Data records

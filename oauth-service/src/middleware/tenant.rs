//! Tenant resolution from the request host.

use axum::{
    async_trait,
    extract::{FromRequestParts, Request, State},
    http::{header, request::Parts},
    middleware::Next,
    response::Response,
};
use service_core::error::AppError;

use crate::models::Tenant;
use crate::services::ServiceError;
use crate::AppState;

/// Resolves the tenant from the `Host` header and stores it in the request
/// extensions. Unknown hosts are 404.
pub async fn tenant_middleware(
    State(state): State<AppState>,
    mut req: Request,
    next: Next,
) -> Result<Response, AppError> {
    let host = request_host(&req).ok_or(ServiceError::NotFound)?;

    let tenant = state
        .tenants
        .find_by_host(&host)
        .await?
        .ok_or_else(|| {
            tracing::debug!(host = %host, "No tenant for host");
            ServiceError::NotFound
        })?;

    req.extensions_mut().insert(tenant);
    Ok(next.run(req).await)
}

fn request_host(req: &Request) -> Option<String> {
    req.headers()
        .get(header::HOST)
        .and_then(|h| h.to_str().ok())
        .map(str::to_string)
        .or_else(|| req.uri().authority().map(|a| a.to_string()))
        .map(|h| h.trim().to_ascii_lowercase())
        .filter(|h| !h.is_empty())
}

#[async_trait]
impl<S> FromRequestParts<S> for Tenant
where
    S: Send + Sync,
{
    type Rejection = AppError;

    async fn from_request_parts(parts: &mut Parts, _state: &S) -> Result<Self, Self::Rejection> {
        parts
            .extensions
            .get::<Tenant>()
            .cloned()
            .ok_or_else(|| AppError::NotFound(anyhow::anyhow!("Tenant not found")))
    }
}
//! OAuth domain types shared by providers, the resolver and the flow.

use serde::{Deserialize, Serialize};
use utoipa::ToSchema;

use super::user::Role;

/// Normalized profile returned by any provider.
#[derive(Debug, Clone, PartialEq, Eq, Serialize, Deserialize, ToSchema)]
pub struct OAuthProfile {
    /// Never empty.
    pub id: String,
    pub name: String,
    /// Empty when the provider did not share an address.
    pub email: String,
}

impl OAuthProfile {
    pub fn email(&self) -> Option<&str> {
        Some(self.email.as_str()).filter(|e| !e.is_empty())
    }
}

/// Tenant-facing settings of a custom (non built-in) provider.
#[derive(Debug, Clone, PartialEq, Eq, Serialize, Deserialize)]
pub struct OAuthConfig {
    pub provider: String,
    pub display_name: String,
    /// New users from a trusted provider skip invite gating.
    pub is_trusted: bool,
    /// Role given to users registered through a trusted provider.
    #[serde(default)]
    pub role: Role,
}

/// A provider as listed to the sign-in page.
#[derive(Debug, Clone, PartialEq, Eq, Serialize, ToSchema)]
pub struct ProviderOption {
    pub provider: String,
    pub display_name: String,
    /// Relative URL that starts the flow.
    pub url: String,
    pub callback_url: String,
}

Your goal
Copy the records above faithfully. Begin at their first line, end at the line containing "and the flow.", and include nothing else.

Task response
filename oauth-service/src/middleware/tenant.rs
//! Tenant resolution from the request host.

use axum::{
    async_trait,
    extract::{FromRequestParts, Request, State},
    http::{header, request::Parts},
    middleware::Next,
    response::Response,
};
use service_core::error::AppError;

use crate::models::Tenant;
use crate::services::ServiceError;
use crate::AppState;

/// Resolves the tenant from the `Host` header and stores it in the request
/// extensions. Unknown hosts are 404.
pub async fn tenant_middleware(
    State(state): State<AppState>,
    mut req: Request,
    next: Next,
) -> Result<Response, AppError> {
    let host = request_host(&req).ok_or(ServiceError::NotFound)?;

    let tenant = state
        .tenants
        .find_by_host(&host)
        .await?
        .ok_or_else(|| {
            tracing::debug!(host = %host, "No tenant for host");
            ServiceError::NotFound
        })?;

    req.extensions_mut().insert(tenant);
    Ok(next.run(req).await)
}

fn request_host(req: &Request) -> Option<String> {
    req.headers()
        .get(header::HOST)
        .and_then(|h| h.to_str().ok())
        .map(str::to_string)
        .or_else(|| req.uri().authority().map(|a| a.to_string()))
        .map(|h| h.trim().to_ascii_lowercase())
        .filter(|h| !h.is_empty())
}

#[async_trait]
impl<S> FromRequestParts<S> for Tenant
where
    S: Send + Sync,
{
    type Rejection = AppError;

    async fn from_request_parts(parts: &mut Parts, _state: &S) -> Result<Self, Self::Rejection> {
        parts
            .extensions
            .get::<Tenant>()
            .cloned()
            .ok_or_else(|| AppError::NotFound(anyhow::anyhow!("Tenant not found")))
    }
}
//! OAuth domain types shared by providers, the resolver and the flow.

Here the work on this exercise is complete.